Segment Start: DATA IN THIS EXERCISE

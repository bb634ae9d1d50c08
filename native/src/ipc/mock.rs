// In-memory pipe server used by unit tests. Records every transport call.

use super::protocol::HANDSHAKE_READY;
use super::transport::{Connector, OpenError, PipeStream};
use std::io;
use std::sync::atomic::{AtomicIsize, AtomicUsize, Ordering};
use std::sync::{Arc, Mutex};

#[derive(Debug, Clone, PartialEq, Eq)]
pub enum Event {
    Open(usize),
    Write(usize, String),
    Read(usize),
    Close(usize),
}

type Responder = dyn Fn(&str) -> Option<String> + Send + Sync;

pub struct MockServer {
    pub log: Arc<Mutex<Vec<Event>>>,
    pub live: Arc<AtomicIsize>,
    next_id: AtomicUsize,
    handshake_reply: String,
    responder: Arc<Responder>,
    fail_payload_write: bool,
}

impl MockServer {
    /// Server answering `GO_AHEAD<END>` and then `responder(payload)<END>`.
    /// A `None` from the responder is a read failure.
    pub fn new<F>(responder: F) -> Self
    where
        F: Fn(&str) -> Option<String> + Send + Sync + 'static,
    {
        Self {
            log: Arc::new(Mutex::new(Vec::new())),
            live: Arc::new(AtomicIsize::new(0)),
            next_id: AtomicUsize::new(0),
            handshake_reply: "GO_AHEAD<END>".to_string(),
            responder: Arc::new(responder),
            fail_payload_write: false,
        }
    }

    pub fn echo() -> Self {
        Self::new(|payload| Some(format!("{}<END>", payload)))
    }

    pub fn with_handshake_reply(mut self, reply: &str) -> Self {
        self.handshake_reply = reply.to_string();
        self
    }

    pub fn failing_payload_write(mut self) -> Self {
        self.fail_payload_write = true;
        self
    }

    pub fn events(&self) -> Vec<Event> {
        self.log.lock().unwrap().clone()
    }

    /// Payloads written after the handshake, in order.
    pub fn payloads(&self) -> Vec<String> {
        self.events()
            .into_iter()
            .filter_map(|e| match e {
                Event::Write(_, text) if text != HANDSHAKE_READY => Some(text),
                _ => None,
            })
            .collect()
    }
}

impl Connector for MockServer {
    fn open(&self, _name: &str) -> Result<Box<dyn PipeStream>, OpenError> {
        let id = self.next_id.fetch_add(1, Ordering::SeqCst);
        self.live.fetch_add(1, Ordering::SeqCst);
        self.log.lock().unwrap().push(Event::Open(id));
        Ok(Box::new(MockStream {
            id,
            log: Arc::clone(&self.log),
            live: Arc::clone(&self.live),
            handshake_reply: self.handshake_reply.clone(),
            responder: Arc::clone(&self.responder),
            fail_payload_write: self.fail_payload_write,
            last_written: None,
        }))
    }
}

struct MockStream {
    id: usize,
    log: Arc<Mutex<Vec<Event>>>,
    live: Arc<AtomicIsize>,
    handshake_reply: String,
    responder: Arc<Responder>,
    fail_payload_write: bool,
    last_written: Option<String>,
}

impl PipeStream for MockStream {
    fn write_all(&mut self, bytes: &[u8]) -> io::Result<()> {
        let text = String::from_utf8_lossy(bytes).to_string();
        self.log
            .lock()
            .unwrap()
            .push(Event::Write(self.id, text.clone()));
        if self.fail_payload_write && text != HANDSHAKE_READY {
            return Err(io::Error::new(io::ErrorKind::BrokenPipe, "write refused"));
        }
        self.last_written = Some(text);
        Ok(())
    }

    fn read_chunk(&mut self, max_bytes: usize) -> io::Result<Vec<u8>> {
        self.log.lock().unwrap().push(Event::Read(self.id));
        let reply = match self.last_written.take().as_deref() {
            Some(HANDSHAKE_READY) => Some(self.handshake_reply.clone()),
            Some(payload) => (self.responder)(payload),
            None => None,
        };
        match reply {
            Some(text) => {
                let mut bytes = text.into_bytes();
                bytes.truncate(max_bytes);
                Ok(bytes)
            }
            None => Err(io::Error::new(io::ErrorKind::BrokenPipe, "no reply")),
        }
    }

    fn shutdown(&mut self) -> io::Result<()> {
        self.live.fetch_sub(1, Ordering::SeqCst);
        self.log.lock().unwrap().push(Event::Close(self.id));
        Ok(())
    }
}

Segment End: DATA IN THIS EXERCISE

Among the lines of the records, copy out each one that contains the word "None".

    /// A `None` from the responder is a read failure.
                _ => None,
            last_written: None,
            None => None,
            None => Err(io::Error::new(io::ErrorKind::BrokenPipe, "no reply")),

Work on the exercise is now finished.